The opinion also addresses a few issues relevant on remand but unimportant for purposes of precedent.

The court finishes by denying everybody’s request for fees “without prejudice to a request for fees incurred in this appeal to be filed by the prevailing party on remand before the superior court.” In other words, Colorado Casualty could get fees for losing an appeal caused by its own failure to make a proper record.

Is this the new standard? When the Court of Appeals finds that an issue of fact prevents summary judgment does it now remand for a specific finding and make a fee award that can charge an appellant money for successfully pointing out that its opponent wasn’t entitled to judgment the first time? The theory, apparently, is that winners below are entitled to a Mulligan but that winners above can be penalized for making them take it.

(link to opinion)

BNSF Railway v. Buttrick (CA1 12/29/11)

December 30, 2011 Leave a comment

This discovery dispute involves the extent of a trial court’s jurisdiction over a related administrative proceeding.

The plaintiff, Crain (Buttrick is John Buttrick, the Maricopa County judge; this is a special action), was a railroad employee injured on the job. He sued the railroad under the FELA. His union’s collective bargaining agreement with BNSF requires injured employees to submit certain medical notices regularly. After he filed suit Crain stopped doing so. BNSF scheduled an administrative hearing into this “misconduct” by its employee, under procedures authorized by federal railway-labor law and the contract. Crain countered with a motion for protective order asking the court to rule that BNSF couldn’t require the notices or discipline him for not submitting them. The trial court ruled that he didn’t have to submit them but could be disciplined if he didn’t participate in the hearing. He didn’t; BNSF fired him and filed this special action.

The Court of Appeals holds that the administrative proceedings, “which are conducted under the auspices of the Railway Labor Act, 45 U.S.C. §§ 151-164, fall outside the scope of actions that the superior court is granted jurisdiction to entertain.”

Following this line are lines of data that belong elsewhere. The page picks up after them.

//! Tokenizer for revision scripts.

/// A byte range in a script.
#[derive(Debug, Clone, Copy, PartialEq, Eq, Default)]
pub struct Span {
    /// Start byte offset (inclusive).
    pub start: usize,
    /// End byte offset (exclusive).
    pub end: usize,
}

impl Span {
    /// Creates a new span.
    #[must_use]
    pub const fn new(start: usize, end: usize) -> Self {
        Self { start, end }
    }
}

/// Token types.
#[derive(Debug, Clone, PartialEq)]
pub enum TokenKind {
    /// Bare word: verbs, keyword names, `up`, `down`, `true`, `none`.
    Ident(String),
    /// Double-quoted string with escapes resolved.
    Str(String),
    /// Integer literal.
    Int(i64),
    /// Float literal.
    Float(f64),
    LeftParen,
    RightParen,
    LeftBracket,
    RightBracket,
    LeftBrace,
    RightBrace,
    Comma,
    Eq,
    /// Lexing error with a message.
    Error(String),
    Eof,
}

/// A token with its location.
#[derive(Debug, Clone, PartialEq)]
pub struct Token {
    /// The kind of token.
    pub kind: TokenKind,
    /// The location in the script.
    pub span: Span,
}

impl Token {
    /// Creates a new token.
    #[must_use]
    pub const fn new(kind: TokenKind, span: Span) -> Self {
        Self { kind, span }
    }

    /// Returns true if this is the end of input.
    #[must_use]
    pub const fn is_eof(&self) -> bool {
        matches!(self.kind, TokenKind::Eof)
    }
}

/// A lexer over revision script text.
pub struct Lexer<'a> {
    input: &'a str,
    pos: usize,
    start: usize,
}

impl<'a> Lexer<'a> {
    /// Creates a new lexer for the given input.
    #[must_use]
    pub const fn new(input: &'a str) -> Self {
        Self {
            input,
            pos: 0,
            start: 0,
        }
    }

    fn peek(&self) -> Option<char> {
        self.input[self.pos..].chars().next()
    }

    fn peek_next(&self) -> Option<char> {
        let mut chars = self.input[self.pos..].chars();
        chars.next();
        chars.next()
    }

    fn advance(&mut self) -> Option<char> {
        let c = self.peek()?;
        self.pos += c.len_utf8();
        Some(c)
    }

    /// Skips whitespace and `//` comments.
    fn skip_whitespace_and_comments(&mut self) {
        loop {
            while self.peek().is_some_and(char::is_whitespace) {
                self.advance();
            }

            if self.peek() == Some('/') && self.peek_next() == Some('/') {
                while self.peek().is_some_and(|c| c != '\n') {
                    self.advance();
                }
                continue;
            }

            break;
        }
    }

    fn make_span(&self) -> Span {
        Span::new(self.start, self.pos)
    }

    fn make_token(&self, kind: TokenKind) -> Token {
        Token::new(kind, self.make_span())
    }

    fn scan_identifier(&mut self) -> Token {
        while self.peek().is_some_and(|c| c.is_alphanumeric() || c == '_') {
            self.advance();
        }
        let text = &self.input[self.start..self.pos];
        self.make_token(TokenKind::Ident(text.to_string()))
    }

    fn scan_number(&mut self) -> Token {
        let mut is_float = false;

        if self.peek() == Some('-') {
            self.advance();
        }
        while self.peek().is_some_and(|c| c.is_ascii_digit()) {
            self.advance();
        }

        if self.peek() == Some('.') && self.peek_next().is_some_and(|c| c.is_ascii_digit()) {
            is_float = true;
            self.advance(); // .
            while self.peek().is_some_and(|c| c.is_ascii_digit()) {
                self.advance();
            }
        }

        if self.peek().is_some_and(|c| c == 'e' || c == 'E') {
            is_float = true;
            self.advance();
            if self.peek().is_some_and(|c| c == '+' || c == '-') {
                self.advance();
            }
            while self.peek().is_some_and(|c| c.is_ascii_digit()) {
                self.advance();
            }
        }

        let text = &self.input[self.start..self.pos];
        if is_float {
            match text.parse::<f64>() {
                Ok(f) => self.make_token(TokenKind::Float(f)),
                Err(e) => self.make_token(TokenKind::Error(format!("Invalid float: {e}"))),
            }
        } else {
            match text.parse::<i64>() {
                Ok(i) => self.make_token(TokenKind::Int(i)),
                Err(e) => self.make_token(TokenKind::Error(format!("Invalid integer: {e}"))),
            }
        }
    }

    fn scan_string(&mut self) -> Token {
        self.advance(); // opening quote
        let mut value = String::new();

        loop {
            match self.advance() {
                Some('"') => break,
                Some('\\') => match self.advance() {
                    Some('n') => value.push('\n'),
                    Some('t') => value.push('\t'),
                    Some(c @ ('"' | '\\')) => value.push(c),
                    Some(c) => {
                        return self
                            .make_token(TokenKind::Error(format!("Unknown escape: \\{c}")));
                    }
                    None => {
                        return self.make_token(TokenKind::Error(String::from(
                            "Unterminated string literal",
                        )));
                    }
                },
                Some(c) => value.push(c),
                None => {
                    return self.make_token(TokenKind::Error(String::from(
                        "Unterminated string literal",
                    )));
                }
            }
        }

        self.make_token(TokenKind::Str(value))
    }

    /// Scans the next token.
    #[must_use]
    pub fn next_token(&mut self) -> Token {
        self.skip_whitespace_and_comments();
        self.start = self.pos;

        let Some(c) = self.advance() else {
            return self.make_token(TokenKind::Eof);
        };

        match c {
            '(' => self.make_token(TokenKind::LeftParen),
            ')' => self.make_token(TokenKind::RightParen),
            '[' => self.make_token(TokenKind::LeftBracket),
            ']' => self.make_token(TokenKind::RightBracket),
            '{' => self.make_token(TokenKind::LeftBrace),
            '}' => self.make_token(TokenKind::RightBrace),
            ',' => self.make_token(TokenKind::Comma),
            '=' => self.make_token(TokenKind::Eq),
            '"' => {
                self.pos = self.start;
                self.scan_string()
            }
            c if c.is_ascii_digit()
                || (c == '-' && self.peek().is_some_and(|n| n.is_ascii_digit())) =>
            {
                self.pos = self.start;
                self.scan_number()
            }
            c if c.is_alphabetic() || c == '_' => {
                self.pos = self.start;
                self.scan_identifier()
            }
            _ => self.make_token(TokenKind::Error(format!("Unexpected character: {c}"))),
        }
    }

    /// Tokenizes the entire input.
    #[must_use]
    pub fn tokenize(&mut self) -> Vec<Token> {
        let mut tokens = Vec::new();
        loop {
            let token = self.next_token();
            let is_eof = token.is_eof();
            tokens.push(token);
            if is_eof {
                break;
            }
        }
        tokens
    }
}
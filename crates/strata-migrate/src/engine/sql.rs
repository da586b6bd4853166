use tracing::debug;

use crate::dialect::MigrationDialect;
use crate::engine::Engine;
use crate::error::Result;
use crate::operations::ColumnChanges;
use crate::schema::{Column, ForeignKey, Index};

/// Engine that renders dialect DDL and collects the statements.
///
/// Nothing is executed here; the [`Migrator`](crate::executor::Migrator)
/// runs the collected statements (or, in dry-run mode, only reports them).
pub struct SqlEngine<'a> {
    dialect: &'a dyn MigrationDialect,
    statements: Vec<String>,
}

impl<'a> SqlEngine<'a> {
    /// Creates an engine rendering for `dialect`.
    #[must_use]
    pub fn new(dialect: &'a dyn MigrationDialect) -> Self {
        Self {
            dialect,
            statements: Vec::new(),
        }
    }

    /// Statements rendered so far, in order.
    #[must_use]
    pub fn statements(&self) -> &[String] {
        &self.statements
    }

    /// Consumes the engine and returns its statements.
    #[must_use]
    pub fn into_statements(self) -> Vec<String> {
        self.statements
    }

    fn emit(&mut self, statements: impl IntoIterator<Item = String>) {
        for sql in statements {
            debug!(dialect = self.dialect.name(), sql = %sql, "Rendered statement");
            self.statements.push(sql);
        }
    }
}

impl Engine for SqlEngine<'_> {
    fn create_table(&mut self, table: &str, columns: &[Column]) -> Result<()> {
        let statements = self.dialect.create_table(table, columns)?;
        self.emit(statements);
        Ok(())
    }

    fn drop_table(&mut self, table: &str) -> Result<()> {
        let statements = self.dialect.drop_table(table);
        self.emit(statements);
        Ok(())
    }

    fn add_column(&mut self, table: &str, column: &Column) -> Result<()> {
        let statements = self.dialect.add_column(table, column)?;
        self.emit(statements);
        Ok(())
    }

    fn drop_column(&mut self, table: &str, column: &str) -> Result<()> {
        let statements = self.dialect.drop_column(table, column);
        self.emit(statements);
        Ok(())
    }

    fn alter_column(
        &mut self,
        table: &str,
        column: &str,
        modify: &ColumnChanges,
        existing: &ColumnChanges,
    ) -> Result<()> {
        let statements = self.dialect.alter_column(table, column, modify, existing)?;
        self.emit(statements);
        Ok(())
    }

    fn create_index(&mut self, index: &Index) -> Result<()> {
        let sql = self.dialect.create_index(index)?;
        self.emit([sql]);
        Ok(())
    }

    fn drop_index(&mut self, table: &str, name: &str) -> Result<()> {
        let sql = self.dialect.drop_index(table, name);
        self.emit([sql]);
        Ok(())
    }

    fn create_foreign_key_constraint(&mut self, foreign_key: &ForeignKey) -> Result<()> {
        let sql = self.dialect.create_foreign_key(foreign_key)?;
        self.emit([sql]);
        Ok(())
    }

    fn drop_foreign_key_constraint(&mut self, table: &str, name: &str) -> Result<()> {
        let sql = self.dialect.drop_foreign_key(table, name)?;
        self.emit([sql]);
        Ok(())
    }
}

#[cfg(test)]
mod tests {
    use super::*;
    use crate::dialect::{PostgresDialect, SqliteDialect};
    use crate::error::MigrateError;
    use crate::operations::Operation;

    #[test]
    fn test_collects_statements_in_order() {
        let dialect = SqliteDialect::new();
        let mut engine = SqlEngine::new(&dialect);
        let ops = [
            Operation::create_table("things", vec![Column::new("id", "id")]),
            Operation::add_column("things", Column::new("name", "string").length(40)),
            Operation::create_index(Index::new("idx_name", "things", ["name"])),
        ];
        for op in &ops {
            op.run(&mut engine).unwrap();
        }
        assert_eq!(
            engine.into_statements(),
            vec![
                "CREATE TABLE \"things\" (\n  \"id\" INTEGER PRIMARY KEY AUTOINCREMENT\n)",
                "ALTER TABLE \"things\" ADD COLUMN \"name\" CHAR(40)",
                "CREATE INDEX \"idx_name\" ON \"things\" (\"name\")",
            ]
        );
    }

    #[test]
    fn test_unsupported_is_reported_at_run_time() {
        let dialect = SqliteDialect::new();
        let mut engine = SqlEngine::new(&dialect);
        let op = Operation::alter_column(
            "things",
            "name",
            ColumnChanges::new().set_notnull(true),
            ColumnChanges::of_column(&Column::new("name", "string")),
        );
        assert!(matches!(op.run(&mut engine), Err(MigrateError::Unsupported(_))));
        assert!(engine.statements().is_empty());
    }

    #[test]
    fn test_postgres_alter_column() {
        let dialect = PostgresDialect::new();
        let mut engine = SqlEngine::new(&dialect);
        Operation::alter_column(
            "things",
            "name",
            ColumnChanges::new().set_notnull(true),
            ColumnChanges::of_column(&Column::new("name", "string")),
        )
        .run(&mut engine)
        .unwrap();
        assert_eq!(
            engine.statements(),
            ["ALTER TABLE \"things\" ALTER COLUMN \"name\" SET NOT NULL"]
        );
    }
}
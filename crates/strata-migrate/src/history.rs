//! Revision ledger.
//!
//! This module manages the table recording which revisions are currently
//! applied. The ledger holds the applied heads only: applying a revision
//! replaces its parents, undoing it brings back the parents that no
//! remaining head already covers.

use std::collections::BTreeSet;

use sqlx::AnyConnection;
use tracing::debug;

use crate::dialect::MigrationDialect;
use crate::error::Result;
use crate::revision::LedgerTransition;

/// Default name of the ledger table.
pub const DEFAULT_LEDGER_TABLE: &str = "strata_schema";

/// Reads and updates the ledger table.
///
/// All methods take a connection so that updates can share the transaction
/// running a migration's DDL.
#[derive(Debug, Clone)]
pub struct RevisionLedger {
    table: String,
    create_sql: String,
    select_sql: String,
    insert_sql: String,
    delete_sql: String,
}

impl RevisionLedger {
    /// Creates a ledger over `table`, quoting and binding for `dialect`.
    #[must_use]
    pub fn new(table: impl Into<String>, dialect: &dyn MigrationDialect) -> Self {
        let table = table.into();
        let quoted = dialect.quote_identifier(&table);
        let version = dialect.quote_identifier("version");
        Self {
            create_sql: format!(
                "CREATE TABLE IF NOT EXISTS {} ({} VARCHAR(32) NOT NULL)",
                quoted, version
            ),
            select_sql: format!("SELECT {} FROM {}", version, quoted),
            insert_sql: format!(
                "INSERT INTO {} ({}) VALUES ({})",
                quoted,
                version,
                dialect.placeholder(1)
            ),
            delete_sql: format!(
                "DELETE FROM {} WHERE {} = {}",
                quoted,
                version,
                dialect.placeholder(1)
            ),
            table,
        }
    }

    /// Ledger table name.
    #[must_use]
    pub fn table(&self) -> &str {
        &self.table
    }

    /// Ensures the ledger table exists.
    ///
    /// # Errors
    ///
    /// Returns a database error if the table cannot be created.
    pub async fn ensure_table(&self, conn: &mut AnyConnection) -> Result<()> {
        sqlx::query(&self.create_sql).execute(conn).await?;
        Ok(())
    }

    /// Currently applied heads, sorted.
    ///
    /// # Errors
    ///
    /// Returns a database error if the table cannot be read.
    pub async fn current(&self, conn: &mut AnyConnection) -> Result<BTreeSet<String>> {
        let rows: Vec<(String,)> = sqlx::query_as(&self.select_sql).fetch_all(conn).await?;
        Ok(rows.into_iter().map(|(version,)| version).collect())
    }

    /// Applies a transition: deletes first, then inserts.
    ///
    /// # Errors
    ///
    /// Returns a database error if a statement fails.
    pub async fn apply(
        &self,
        conn: &mut AnyConnection,
        transition: &LedgerTransition,
    ) -> Result<()> {
        for version in &transition.delete {
            debug!(table = %self.table, version = %version, "Removing ledger row");
            sqlx::query(&self.delete_sql)
                .bind(version.as_str())
                .execute(&mut *conn)
                .await?;
        }
        for version in &transition.insert {
            debug!(table = %self.table, version = %version, "Adding ledger row");
            sqlx::query(&self.insert_sql)
                .bind(version.as_str())
                .execute(&mut *conn)
                .await?;
        }
        Ok(())
    }

    /// Replaces the whole ledger with `heads`.
    ///
    /// # Errors
    ///
    /// Returns a database error if a statement fails.
    pub async fn replace(&self, conn: &mut AnyConnection, heads: &BTreeSet<String>) -> Result<()> {
        let current = self.current(&mut *conn).await?;
        let transition = LedgerTransition {
            delete: current.difference(heads).cloned().collect(),
            insert: heads.difference(&current).cloned().collect(),
        };
        self.apply(conn, &transition).await
    }
}

#[cfg(test)]
mod tests {
    use super::*;
    use crate::dialect::{PostgresDialect, SqliteDialect};
    use sqlx::Connection;

    async fn connect() -> AnyConnection {
        sqlx::any::install_default_drivers();
        AnyConnection::connect("sqlite::memory:").await.unwrap()
    }

    #[test]
    fn test_statements_follow_dialect() {
        let ledger = RevisionLedger::new(DEFAULT_LEDGER_TABLE, &PostgresDialect::new());
        assert_eq!(
            ledger.insert_sql,
            "INSERT INTO \"strata_schema\" (\"version\") VALUES ($1)"
        );
        assert_eq!(
            ledger.delete_sql,
            "DELETE FROM \"strata_schema\" WHERE \"version\" = $1"
        );
    }

    #[tokio::test]
    async fn test_apply_transitions() {
        let mut conn = connect().await;
        let ledger = RevisionLedger::new(DEFAULT_LEDGER_TABLE, &SqliteDialect::new());
        ledger.ensure_table(&mut conn).await.unwrap();
        ledger.ensure_table(&mut conn).await.unwrap();
        assert!(ledger.current(&mut conn).await.unwrap().is_empty());

        ledger
            .apply(
                &mut conn,
                &LedgerTransition {
                    delete: vec![],
                    insert: vec!["b2".to_string(), "c3".to_string()],
                },
            )
            .await
            .unwrap();
        ledger
            .apply(
                &mut conn,
                &LedgerTransition {
                    delete: vec!["b2".to_string(), "c3".to_string()],
                    insert: vec!["m4".to_string()],
                },
            )
            .await
            .unwrap();
        assert_eq!(
            ledger.current(&mut conn).await.unwrap(),
            BTreeSet::from(["m4".to_string()])
        );

        let heads = BTreeSet::from(["x".to_string(), "y".to_string()]);
        ledger.replace(&mut conn, &heads).await.unwrap();
        assert_eq!(ledger.current(&mut conn).await.unwrap(), heads);
    }
}
//! Reversible, autogenerated schema migrations.
//!
//! `strata-migrate` keeps a database schema in step with the schema an
//! application declares:
//! - Every operation knows how to undo itself
//! - New revisions are generated by diffing the declared schema against the
//!   schema rebuilt from revision history
//! - Revisions form a graph, so branches and merges are supported
//! - SQL generation is dialect-aware (SQLite, PostgreSQL, MySQL, Oracle)
//!
//! # Architecture
//!
//! - **Schema** - Tables, columns, indexes and the live schema feed
//! - **Catalog** - The schema as of some revision, rebuilt in memory
//! - **Operations** - Reversible schema changes grouped per revision
//! - **Comparator** - Diffs the live schema against a catalog
//! - **Revisions** - The revision graph, name resolution and paths
//! - **Engines** - Apply operations to a catalog or render them as SQL
//! - **Scripts** - Revision files on disk
//! - **Executor** - Runs revisions against a database, tracking the ledger
//!
//! # Example
//!
//! ```rust,ignore
//! use strata_migrate::prelude::*;
//!
//! let live = Schema::new().table(
//!     Table::new("users")
//!         .column(Column::new("id", "id"))
//!         .column(Column::new("email", "string").length(255).notnull().unique()),
//! );
//!
//! let scripts = ScriptDir::open("migrations")?;
//! let revisions = scripts.revision_map()?;
//! let migration = Generator::new(&revisions).generate_migration(&live, "add users", "head")?;
//! scripts.write(&migration)?;
//! ```
//!
//! # CLI Usage
//!
//! ```bash
//! # Generate a revision from schema changes
//! strata-migrate --schema schema.json generate -m "add users"
//!
//! # Apply every pending revision
//! strata-migrate up
//!
//! # Undo everything
//! strata-migrate down base
//! ```

pub mod catalog;
pub mod comparator;
pub mod config;
pub mod dialect;
pub mod engine;
pub mod error;
pub mod executor;
pub mod generator;
pub mod history;
pub mod migration;
pub mod operations;
pub mod revision;
pub mod schema;
pub mod script;

/// Prelude for convenient imports.
pub mod prelude {
    pub use crate::catalog::Catalog;
    pub use crate::comparator::Comparator;
    pub use crate::config::MigrateConfig;
    pub use crate::dialect::{
        dialect_for_url, MigrationDialect, MysqlDialect, OracleDialect, PostgresDialect,
        SqliteDialect,
    };
    pub use crate::engine::{Engine, MetaEngine, SqlEngine};
    pub use crate::error::{MigrateError, Result};
    pub use crate::executor::{plan, Direction, MigrationReport, Migrator};
    pub use crate::generator::Generator;
    pub use crate::history::RevisionLedger;
    pub use crate::migration::Migration;
    pub use crate::operations::{
        ColumnChanges, ColumnDelta, DiffTuple, DowngradeOps, Operation, UpgradeOps,
    };
    pub use crate::revision::{LedgerTransition, RevisionMap};
    pub use crate::schema::{
        Column, ColumnType, DefaultValue, Delta, ForeignKey, Index, Schema, Table,
    };
    pub use crate::script::ScriptDir;
}
//! Runtime configuration.

use std::path::PathBuf;

use crate::dialect::{dialect_for_url, MigrationDialect};
use crate::error::{MigrateError, Result};
use crate::history::DEFAULT_LEDGER_TABLE;
use crate::schema::Schema;
use crate::script::ScriptDir;

/// Default migrations directory.
pub const DEFAULT_MIGRATIONS_DIR: &str = "migrations";

/// Settings shared by the library entry points and the CLI.
#[derive(Debug, Clone, PartialEq, Eq)]
pub struct MigrateConfig {
    /// Database connection string; its scheme selects the dialect.
    pub database_url: Option<String>,
    /// Directory holding revision scripts.
    pub migrations_dir: PathBuf,
    /// JSON file describing the live schema.
    pub schema: Option<PathBuf>,
    /// Name of the ledger table.
    pub ledger_table: String,
    /// Enables PostGIS column types on PostgreSQL.
    pub postgis: bool,
}

impl Default for MigrateConfig {
    fn default() -> Self {
        Self {
            database_url: None,
            migrations_dir: PathBuf::from(DEFAULT_MIGRATIONS_DIR),
            schema: None,
            ledger_table: DEFAULT_LEDGER_TABLE.to_string(),
            postgis: false,
        }
    }
}

impl MigrateConfig {
    /// Creates a configuration with defaults.
    #[must_use]
    pub fn new() -> Self {
        Self::default()
    }

    /// Sets the database URL.
    #[must_use]
    pub fn database_url(mut self, url: impl Into<String>) -> Self {
        self.database_url = Some(url.into());
        self
    }

    /// Sets the migrations directory.
    #[must_use]
    pub fn migrations_dir(mut self, dir: impl Into<PathBuf>) -> Self {
        self.migrations_dir = dir.into();
        self
    }

    /// Sets the live schema file.
    #[must_use]
    pub fn schema(mut self, path: impl Into<PathBuf>) -> Self {
        self.schema = Some(path.into());
        self
    }

    /// Sets the ledger table name.
    #[must_use]
    pub fn ledger_table(mut self, table: impl Into<String>) -> Self {
        self.ledger_table = table.into();
        self
    }

    /// Enables or disables PostGIS types.
    #[must_use]
    pub const fn postgis(mut self, enabled: bool) -> Self {
        self.postgis = enabled;
        self
    }

    /// The database URL, required by commands that connect.
    ///
    /// # Errors
    ///
    /// Returns [`MigrateError::Unsupported`] when no URL is configured.
    pub fn require_database_url(&self) -> Result<&str> {
        self.database_url.as_deref().ok_or_else(|| {
            MigrateError::Unsupported("no database URL configured (set DATABASE_URL)".to_string())
        })
    }

    /// Dialect for the configured database URL.
    ///
    /// # Errors
    ///
    /// Fails when no URL is configured or its scheme is unknown.
    pub fn dialect(&self) -> Result<Box<dyn MigrationDialect>> {
        dialect_for_url(self.require_database_url()?, self.postgis)
    }

    /// Opens the migrations directory.
    ///
    /// # Errors
    ///
    /// Returns [`MigrateError::MigrationsDirNotFound`] if it doesn't exist.
    pub fn scripts(&self) -> Result<ScriptDir> {
        ScriptDir::open(&self.migrations_dir)
    }

    /// Loads the live schema file.
    ///
    /// # Errors
    ///
    /// Fails when no schema file is configured or it cannot be parsed.
    pub fn live_schema(&self) -> Result<Schema> {
        let path = self.schema.as_ref().ok_or_else(|| {
            MigrateError::Unsupported("no live schema file configured (use --schema)".to_string())
        })?;
        Schema::from_json_file(path)
    }
}

#[cfg(test)]
mod tests {
    use super::*;

    #[test]
    fn test_defaults() {
        let config = MigrateConfig::new();
        assert_eq!(config.migrations_dir, PathBuf::from("migrations"));
        assert_eq!(config.ledger_table, "strata_schema");
        assert!(matches!(
            config.dialect(),
            Err(MigrateError::Unsupported(_))
        ));
    }

    #[test]
    fn test_dialect_from_url() {
        let config = MigrateConfig::new()
            .database_url("postgres://localhost/app")
            .postgis(true);
        assert_eq!(config.dialect().unwrap().name(), "postgres");
        let config = config.database_url("mysql://localhost/app");
        assert_eq!(config.dialect().unwrap().name(), "mysql");
    }
}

The parties apparently argued the case on the basis that the Act either did or didn’t preempt State authority. The Court of Appeals says that preemption is not the issue because all that’s in the state court is a personal-injury case, not the regulated employment matters. “The pertinent question, therefore, is not what the court can and cannot do under the Railway Labor Act, but whether the trial court’s jurisdiction extends to the conduct of an independent proceeding with a dignity of its own.” The answer is no, the court can’t interfere with the administrative proceedings any more than the administrative hearing officer could interfere with the court case. “Although Arizona courts have broad powers, both express and inherent, to control the course of their own proceedings, those powers do not create jurisdiction to control independent proceedings conducted under the authority of a separate sovereign.”

Along the way the court says that Crain had produced all “necessary documents” required by the Rules of Civil Procedure but that BNSF’s insistence on contractual notices was not a “mere pretext” for getting more because it needed information regarding possible accommodations for Crain’s alleged disabilities. The court did this as a further, and unnecessary, way to distinguish one of Crain’s cases. The impulse is one we see from time to time: to insist that justice, not merely law, is on your side. (That the two must be the same – and that if they are not then we might as well retire all the judges and go back to being ruled by tribal elders – is a point sometimes elusive.) But the court makes clear that its holding is based on law, not facts. If a court doesn’t have jurisdiction then logically it would seem to be for the administrative proceeding to decide whether a contractual request is proper.